The program would prioritize tenants earning less than 50 percent of the area median income and those who are unemployed. The state also has the option of giving preference to tenants who were facing eviction on or before Feb. 1, those who apply jointly with their landlord, certain mobile home residents and victims of domestic violence.
As a condition of receiving relief under the program, landlords can’t evict tenants for nonpayment and aren’t able to increase rent for one year after receiving assistance.
The one-house budget bills aren’t binding, but lay out the Democratic majorities’ positions as state budget negotiations head down to the wire; a spending plan is due April 1. The omission of a Local Law 97 workaround does not bode well for a compromise, but does not rule one out.
The same could be said of the governor’s pitch to allow owners of certain hotels and office buildings to convert their properties into housing.
Senate leaders favor a version proposed by Sen. Michael Gianaris, which would permit the state’s housing regulator to purchase vacant hotel and office buildings and convert them into permanent affordable housing. The Assembly budget bill includes no language about conversions.
Real estate and other business leaders blasted the legislature’s plans.
“At a time when New York’s elected officials should be focused on creating new jobs, producing more affordable housing and stimulating more economic activity, these proposals take us in the opposite direction and, like the 1960’s and 1970’s, will discourage investment and eventually lead to a diminished tax base and fewer resources for the delivery of government services,” REBNY President James Whelan said in a statement.
The tax hikes were proposed despite a lavish federal aid package signed into law by President Joe Biden last week that eliminates Albany’s budget deficit and, by some accounts, creates a surplus.

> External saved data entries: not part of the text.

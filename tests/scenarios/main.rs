//! Scenario-based tests for matrix-ci

mod helpers;

mod cross_cell_independence;
mod fail_fast;
mod history;
mod matrix_success;
mod trigger_filtering;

Cuomo had proposed a $1.5 billion tax increase on the wealthy in the event that the state didn’t receive $15 billion in federal aid. New York is receiving $12.6 billion in the Biden package.
The tax hikes proposed by the legislature, while exceeding the governor’s, fall short of the $50 billion in increases sought by housing advocates.

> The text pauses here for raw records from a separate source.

//! CLI output formatting

use crate::{
    core::ExecutionStatus,
    execution::ExecutionEvent,
    persistence::{CellSummary, RunSummary, StepOutcome},
};
use console::Emoji;
use indicatif::{ProgressBar, ProgressStyle};
use std::time::Duration;

// Re-export style
pub use console::style;

// Emojis for output
pub static CHECK: Emoji<'_, '_> = Emoji("✅ ", "✓ ");
pub static CROSS: Emoji<'_, '_> = Emoji("❌ ", "✗ ");
pub static SPINNER: Emoji<'_, '_> = Emoji("⏳ ", "~ ");
pub static INFO: Emoji<'_, '_> = Emoji("ℹ️  ", "i ");
pub static WARN: Emoji<'_, '_> = Emoji("⚠️  ", "! ");
pub static ROCKET: Emoji<'_, '_> = Emoji("🚀 ", "> ");
pub static SKIP: Emoji<'_, '_> = Emoji("⏭️  ", "- ");

/// Create a progress bar over the cell x step slots of a run
pub fn create_progress_bar(total: usize) -> ProgressBar {
    let progress = ProgressBar::new(total as u64);
    if let Ok(bar_style) = ProgressStyle::default_bar()
        .template("{spinner:.green} [{elapsed_precise}] [{bar:40.cyan/blue}] {pos}/{len} {msg}")
    {
        progress.set_style(bar_style.progress_chars("#>-"));
    }
    progress.enable_steady_tick(Duration::from_millis(100));
    progress
}

/// Print a horizontal rule spanning the terminal width
pub fn print_separator() {
    println!("{}", separator());
}

fn separator() -> String {
    let width = term_size::dimensions_stdout()
        .map(|(w, _)| w)
        .unwrap_or(80);
    style("─".repeat(width)).dim().to_string()
}

/// Format a recorded step outcome for display
pub fn format_outcome(outcome: StepOutcome) -> String {
    match outcome {
        StepOutcome::Pending => style("PENDING").dim().to_string(),
        StepOutcome::Running => style("RUNNING").yellow().to_string(),
        StepOutcome::Success => style("SUCCESS").green().to_string(),
        StepOutcome::Failure => style("FAILURE").red().to_string(),
        StepOutcome::Skipped => style("SKIPPED").dim().to_string(),
    }
}

/// Format an execution status for display
pub fn format_status(status: ExecutionStatus) -> String {
    match status {
        ExecutionStatus::Pending => style("PENDING").dim().to_string(),
        ExecutionStatus::Running => style("RUNNING").yellow().to_string(),
        ExecutionStatus::Completed => style("SUCCESS").green().to_string(),
        ExecutionStatus::Failed => style("FAILURE").red().to_string(),
    }
}

fn status_icon(status: ExecutionStatus) -> Emoji<'static, 'static> {
    match status {
        ExecutionStatus::Completed => CHECK,
        ExecutionStatus::Failed => CROSS,
        ExecutionStatus::Running => SPINNER,
        ExecutionStatus::Pending => INFO,
    }
}

fn short_id(id: &uuid::Uuid) -> String {
    id.to_string()[..8].to_string()
}

/// One-line run summary for history listings
pub fn format_run_summary(summary: &RunSummary) -> String {
    format!(
        "{} {} - {} - {} on {} - {} ({}/{} cells passed) - {}",
        status_icon(summary.status),
        style(short_id(&summary.run_id)).dim(),
        style(&summary.workflow_name).bold(),
        summary.event,
        style(&summary.branch).cyan(),
        format_status(summary.status),
        summary.completed_cells,
        summary.total_cells,
        style(summary.started_at.format("%Y-%m-%d %H:%M:%S")).dim()
    )
}

/// Multi-line report of one cell: status plus one line per step
pub fn format_cell_report(cell: &CellSummary) -> String {
    let mut lines = vec![format!(
        "{} {} {}",
        status_icon(cell.status),
        style(&cell.os).bold(),
        format_status(cell.status)
    )];

    for step in &cell.steps {
        let mut line = format!("    {:<10} {}", step.name, format_outcome(step.outcome));
        if let Some(ms) = step.duration_ms {
            line.push_str(&format!(
                " {}",
                style(format_duration(Duration::from_millis(ms))).dim()
            ));
        }
        if let Some(error) = &step.error {
            line.push_str(&format!(" {}", style(format!("({})", error)).dim()));
        }
        lines.push(line);
    }

    lines.join("\n")
}

/// Format an execution event for display
///
/// Returns `None` for events that have no console line of their own.
pub fn format_execution_event(event: &ExecutionEvent) -> Option<String> {
    match event {
        ExecutionEvent::RunStarted {
            run_id,
            workflow_name,
            event,
            cells,
            ..
        } => Some(format!(
            "{} Starting {} for {} ({}) on {}",
            ROCKET,
            style(workflow_name).bold(),
            event,
            style(short_id(run_id)).dim(),
            cells.join(", ")
        )),
        ExecutionEvent::CellStarted { os, .. } => {
            Some(format!("{} {} started", SPINNER, style(os).cyan()))
        }
        ExecutionEvent::StepStarted { .. } => None,
        ExecutionEvent::StepCompleted {
            os,
            step,
            duration_ms,
            ..
        } => Some(format!(
            "{} [{}] {} {}",
            CHECK,
            style(os).dim(),
            style(step).green(),
            style(format_duration(Duration::from_millis(*duration_ms))).dim()
        )),
        ExecutionEvent::StepFailed {
            os, step, error, ..
        } => Some(format!(
            "{} [{}] {}: {}",
            CROSS,
            style(os).dim(),
            style(step).red(),
            style(error).dim()
        )),
        ExecutionEvent::StepSkipped { os, step, reason } => Some(format!(
            "{} [{}] {} skipped ({})",
            SKIP,
            style(os).dim(),
            style(step).dim(),
            reason
        )),
        ExecutionEvent::CellFinished { os, status } => Some(format!(
            "{} {} {}",
            status_icon(*status),
            style(os).bold(),
            format_status(*status)
        )),
        ExecutionEvent::RunFinished { .. } => None,
    }
}

/// Format step output with truncation, keeping the last lines
pub fn format_output(output: &str, max_lines: usize) -> String {
    let lines: Vec<&str> = output.lines().collect();

    if lines.len() <= max_lines {
        output.trim_end().to_string()
    } else {
        let kept = lines[lines.len() - max_lines..].join("\n");
        format!(
            "{}... ({} earlier lines)\n{}",
            style("[truncated]").dim(),
            lines.len() - max_lines,
            kept
        )
    }
}

/// Human-readable duration
pub fn format_duration(duration: Duration) -> String {
    let secs = duration.as_secs();
    if secs == 0 {
        format!("{}ms", duration.as_millis())
    } else if secs < 60 {
        format!("{}s", secs)
    } else if secs < 3600 {
        format!("{}m {}s", secs / 60, secs % 60)
    } else {
        format!("{}h {}m {}s", secs / 3600, (secs % 3600) / 60, secs % 60)
    }
}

The governor largely controls the budget process, but lawmakers may have more leverage than usual this year: Cuomo is facing impeachment by the Assembly and calls for his resignation amid investigations into sexual harassment allegations and his administration’s handling of Covid-19 nursing home deaths.
Maritza Silva-Farrell, executive director of Alliance for a Greater New York, one of several groups urging any changes to Local Law 97 be made at the city level, said it is crucial that legislators “hold firm against Cuomo’s reckless and harmful budget proposal.”

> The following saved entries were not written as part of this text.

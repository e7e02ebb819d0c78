//! Test: push to main, every cell passes Format, Build and Test

use crate::helpers::*;
use matrix_ci::execution::{ExecutionEngine, ExecutionEvent, SchedulingStrategy};
use matrix_ci::{ExecutionStatus, TriggerEvent};
use std::sync::Arc;

#[tokio::test]
async fn test_push_to_main_succeeds_on_every_os() {
    let runner = Arc::new(ScriptedRunner::new());

    let result = handle_event(
        &default_workflow(),
        TriggerEvent::push("main"),
        runner.clone(),
        SchedulingStrategy::Parallel,
    )
    .await;

    let run = result.run();
    assert_run_status(run, ExecutionStatus::Completed);
    assert_eq!(run.state.completed_cells, 3);
    assert_eq!(run.state.failed_cells, 0);

    for os in ["ubuntu-latest", "windows-latest", "macos-latest"] {
        assert_cell_succeeded(run, os);
        assert_eq!(runner.steps_run_on(os), vec!["Format", "Build", "Test"]);
    }
    assert_eq!(runner.calls().len(), 9);
}

#[tokio::test]
async fn test_cells_run_concurrently() {
    // Format only passes once all three cells are inside it together
    let runner = Arc::new(ScriptedRunner::new().rendezvous("Format", 3));

    let result = handle_event(
        &default_workflow(),
        TriggerEvent::push("main"),
        runner,
        SchedulingStrategy::Parallel,
    )
    .await;

    assert_run_status(result.run(), ExecutionStatus::Completed);
}

#[tokio::test]
async fn test_commands_and_env_are_rendered_per_cell() {
    let workflow = workflow_from_yaml(
        r#"
name: "Rust"
on:
  push:
    branches: [main]
variables:
  toolchain: stable
env:
  CARGO_TARGET_DIR: "{{ cell_dir }}/target"
strategy:
  os: [ubuntu-latest, windows-latest]
steps:
  - name: Format
    run: cargo +{{ toolchain }} fmt --all -- --check
  - name: Build
    run: cargo build --verbose
    env:
      RUSTFLAGS: "--cfg ci_{{ runner.os }}"
  - name: Test
    run: echo {{ matrix.os }}
"#,
    );
    let runner = Arc::new(ScriptedRunner::new());

    let result = handle_event(
        &workflow,
        TriggerEvent::push("main"),
        runner.clone(),
        SchedulingStrategy::Parallel,
    )
    .await;
    let run = result.run();
    assert_run_status(run, ExecutionStatus::Completed);

    let calls = runner.calls();
    let windows: Vec<_> = calls.iter().filter(|c| c.os == "windows-latest").collect();
    assert_eq!(windows[0].command, "cargo +stable fmt --all -- --check");
    assert_eq!(windows[1].env.get("RUSTFLAGS"), Some(&"--cfg ci_Windows".to_string()));
    assert_eq!(windows[2].command, "echo windows-latest");

    let ubuntu_target = calls
        .iter()
        .find(|c| c.os == "ubuntu-latest")
        .and_then(|c| c.env.get("CARGO_TARGET_DIR").cloned())
        .unwrap();
    let windows_target = windows[0].env.get("CARGO_TARGET_DIR").cloned().unwrap();
    assert_ne!(ubuntu_target, windows_target);
    assert!(ubuntu_target.ends_with("target"));

    assert_eq!(
        run.cell("ubuntu-latest").unwrap().step("Test").unwrap().command.as_deref(),
        Some("echo ubuntu-latest")
    );
}

#[tokio::test]
async fn test_event_stream_reports_every_step() {
    let result = handle_event(
        &default_workflow(),
        TriggerEvent::pull_request("main"),
        Arc::new(ScriptedRunner::new()),
        SchedulingStrategy::Parallel,
    )
    .await;

    let completed = result
        .events
        .iter()
        .filter(|e| matches!(e, ExecutionEvent::StepCompleted { .. }))
        .count();
    assert_eq!(completed, 9);
    assert!(matches!(
        result.events.last(),
        Some(ExecutionEvent::RunFinished {
            status: ExecutionStatus::Completed,
            ..
        })
    ));

    // Within a cell, each step starts only after the previous one completed
    let ubuntu: Vec<&ExecutionEvent> = result
        .events
        .iter()
        .filter(|e| match e {
            ExecutionEvent::StepStarted { os, .. } | ExecutionEvent::StepCompleted { os, .. } => {
                os == "ubuntu-latest"
            }
            _ => false,
        })
        .collect();
    let sequence: Vec<String> = ubuntu
        .iter()
        .map(|e| match e {
            ExecutionEvent::StepStarted { step, .. } => format!("start {}", step),
            ExecutionEvent::StepCompleted { step, .. } => format!("done {}", step),
            _ => unreachable!(),
        })
        .collect();
    assert_eq!(
        sequence,
        vec![
            "start Format",
            "done Format",
            "start Build",
            "done Build",
            "start Test",
            "done Test"
        ]
    );
}

#[tokio::test]
async fn test_variable_overrides_win_over_workflow_variables() {
    let workflow = workflow_from_yaml(
        r#"
name: "Rust"
on:
  push:
    branches: [main]
variables:
  toolchain: stable
  profile: dev
strategy:
  os: [ubuntu-latest]
steps:
  - name: Build
    run: cargo +{{ toolchain }} build --profile {{ profile }}
"#,
    );
    let runner = Arc::new(ScriptedRunner::new());
    let engine = ExecutionEngine::new(runner.clone(), SchedulingStrategy::Parallel);

    let mut run = engine
        .trigger(&workflow, &TriggerEvent::push("main"))
        .unwrap();
    run.override_variables(&[("toolchain".to_string(), "nightly".to_string())]);
    engine.execute(&mut run).await;

    assert_run_status(&run, ExecutionStatus::Completed);
    let calls = runner.calls();
    assert_eq!(calls.len(), 1);
    assert_eq!(calls[0].command, "cargo +nightly build --profile dev");
}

“The New York state Assembly and State Senate must protect the green jobs in New York City that Cuomo is actively trying to destroy,” she said in a statement. “These green jobs can play a key role in economic recovery after Covid for low-income communities of color on the front lines of climate change and the pandemic.”
But the industry argues that it is impossible for certain properties to get under the emission cap by retrofitting their buildings and would have no alternative but to pay fines, which would have no impact on the city’s carbon footprint.